Man Survives Eight Days Trapped Under 140-Ton Rubble
A man in Venezuela survived eight days trapped under 140 tons of rubble after devastating earthquakes in June, rescued after emergency workers heard his faint cries for help from an underground parking lot.
BBC reported on July 3 a miraculous survival story from Venezuela's devastating earthquakes on June 24, which measured 7.2 and 7.5 in magnitude. Rescue workers successfully pulled out a man named Hernán Gil after he was trapped under collapsed building debris for eight days. Gil was located beneath the rubble and rescue efforts took over 100 hours from his discovery until extraction. A Chilean firefighter described the operation as the most complex and technically difficult rescue he had ever undertaken.

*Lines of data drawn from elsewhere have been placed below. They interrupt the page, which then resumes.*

//! ODBC connector for the call-level-interface dialect (SQL Server).
//!
//! Built only with the `odbc` feature, since it links the system driver
//! manager. Connections are blocking and are driven from
//! [`CliDriver`](super::CliDriver) on blocking worker threads.

use std::sync::OnceLock;
use std::time::Duration;

use odbc_api::buffers::TextRowSet;
use odbc_api::parameter::InputParameter;
use odbc_api::{Bit, Connection, ConnectionOptions, Cursor, DataType, Environment, IntoParameter};
use sqlgate_types::{Record, Value};

use super::cli::{CliConnection, CliConnector};
use crate::error::BoxError;

/// Rows fetched per round trip.
const BATCH_SIZE: usize = 256;

/// Upper bound on a single text cell, in bytes.
const MAX_TEXT_LEN: usize = 8192;

static ENVIRONMENT: OnceLock<Environment> = OnceLock::new();

fn environment() -> Result<&'static Environment, BoxError> {
    if let Some(env) = ENVIRONMENT.get() {
        return Ok(env);
    }
    let env = Environment::new()?;
    Ok(ENVIRONMENT.get_or_init(|| env))
}

/// Opens ODBC connections from a connection string.
pub struct OdbcConnector {
    connection_string: String,
    login_timeout: Duration,
}

impl OdbcConnector {
    /// Create a connector for `connection_string`. Logins give up after
    /// `login_timeout`.
    pub const fn new(connection_string: String, login_timeout: Duration) -> Self {
        Self {
            connection_string,
            login_timeout,
        }
    }
}

impl CliConnector for OdbcConnector {
    fn connect(&self) -> Result<Box<dyn CliConnection>, BoxError> {
        let login_timeout_sec = u32::try_from(self.login_timeout.as_secs()).unwrap_or(u32::MAX);
        let options = ConnectionOptions {
            login_timeout_sec: Some(login_timeout_sec),
        };
        let conn = environment()?.connect_with_connection_string(&self.connection_string, options)?;
        Ok(Box::new(OdbcConnection {
            conn,
            lock_timeout: None,
        }))
    }
}

struct OdbcConnection {
    conn: Connection<'static>,
    /// Lock timeout last set on the session.
    lock_timeout: Option<Duration>,
}

impl OdbcConnection {
    /// Make the server give up waiting on locks after `timeout`. Only
    /// issued when the timeout differs from the one already in effect.
    fn apply_timeout(&mut self, timeout: Duration) -> Result<(), BoxError> {
        if self.lock_timeout == Some(timeout) {
            return Ok(());
        }
        self.conn.execute(&lock_timeout_statement(timeout), ())?;
        self.lock_timeout = Some(timeout);
        Ok(())
    }
}

fn lock_timeout_statement(timeout: Duration) -> String {
    let millis = i32::try_from(timeout.as_millis()).unwrap_or(i32::MAX);
    format!("SET LOCK_TIMEOUT {millis}")
}

fn parameters(args: &[Value]) -> Vec<Box<dyn InputParameter>> {
    args.iter()
        .map(|arg| -> Box<dyn InputParameter> {
            match arg {
                Value::Null => Box::new(None::<String>.into_parameter()),
                Value::Bool(b) => Box::new(Bit::from_bool(*b)),
                Value::Int(i) => Box::new(*i),
                Value::Float(f) => Box::new(*f),
                Value::Text(s) => Box::new(s.clone().into_parameter()),
                Value::Bytes(b) => Box::new(b.clone().into_parameter()),
            }
        })
        .collect()
}

/// Convert one text cell using the column's reported type.
fn cell_value(text: Option<&str>, data_type: DataType) -> Value {
    let Some(text) = text else {
        return Value::Null;
    };
    match data_type {
        DataType::Bit => Value::Bool(text == "1"),
        DataType::TinyInt | DataType::SmallInt | DataType::Integer | DataType::BigInt => text
            .parse()
            .map_or_else(|_| Value::Text(text.to_owned()), Value::Int),
        DataType::Real | DataType::Float { .. } | DataType::Double => text
            .parse()
            .map_or_else(|_| Value::Text(text.to_owned()), Value::Float),
        _ => Value::Text(text.to_owned()),
    }
}

fn read_rows(mut cursor: impl Cursor, limit: Option<usize>) -> Result<Vec<Record>, BoxError> {
    let names = cursor.column_names()?.collect::<Result<Vec<String>, _>>()?;
    let mut types = Vec::with_capacity(names.len());
    for index in 1..=names.len() {
        types.push(cursor.col_data_type(u16::try_from(index)?)?);
    }

    let batch_size = limit.map_or(BATCH_SIZE, |l| l.clamp(1, BATCH_SIZE));
    let buffer = TextRowSet::for_cursor(batch_size, &mut cursor, Some(MAX_TEXT_LEN))?;
    let mut row_set = cursor.bind_buffer(buffer)?;

    let mut records = Vec::new();
    while let Some(batch) = row_set.fetch()? {
        for row in 0..batch.num_rows() {
            if limit.is_some_and(|l| records.len() >= l) {
                return Ok(records);
            }
            let mut record = Record::with_capacity(names.len());
            for (col, (name, data_type)) in names.iter().zip(&types).enumerate() {
                let text = batch.at_as_str(col, row)?;
                record.push(name.as_str(), cell_value(text, *data_type));
            }
            records.push(record);
        }
    }
    Ok(records)
}

impl CliConnection for OdbcConnection {
    fn execute(&mut self, sql: &str, args: &[Value], timeout: Duration) -> Result<u64, BoxError> {
        self.apply_timeout(timeout)?;
        let params = parameters(args);
        let mut statement = self.conn.preallocate()?;
        statement.execute(sql, params.as_slice())?;
        let count = statement.row_count()?.unwrap_or(0);
        Ok(u64::try_from(count)?)
    }

    fn query(
        &mut self,
        sql: &str,
        args: &[Value],
        timeout: Duration,
        limit: Option<usize>,
    ) -> Result<Vec<Record>, BoxError> {
        self.apply_timeout(timeout)?;
        let params = parameters(args);
        match self.conn.execute(sql, params.as_slice())? {
            Some(cursor) => read_rows(cursor, limit),
            None => Ok(Vec::new()),
        }
    }

    fn set_autocommit(&mut self, enabled: bool) -> Result<(), BoxError> {
        Ok(self.conn.set_autocommit(enabled)?)
    }

    fn commit(&mut self) -> Result<(), BoxError> {
        Ok(self.conn.commit()?)
    }

    fn rollback(&mut self) -> Result<(), BoxError> {
        Ok(self.conn.rollback()?)
    }
}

The confirmed death toll from the twin earthquakes has risen to at least 2,595, with around 12,500 injured and over 50,000 still missing. Allan Madrigal, an emergency medical officer with the Costa Rican Red Cross, revealed that he heard Gil's faint cries for help on Sunday, June 28, as Gil attempted to dig himself out from the rubble. Madrigal initially doubted his own ears and asked colleagues to confirm he was not imagining the sound.
Gil was working in a small concrete enclosure in the underground parking lot adjacent to the Galerías Playa Grande shopping center in Catia La Mar when the earthquakes struck. He survived because the concrete structure shielded him from approximately 140 tons of building debris that collapsed in that area. Officials noted that rescue efforts were delayed partly because access tunnels constructed by rescue workers collapsed multiple times, highlighting the dangers both rescuers and Gil faced. Despite these obstacles, rescue teams eventually located Gil and successfully extracted him from the rubble.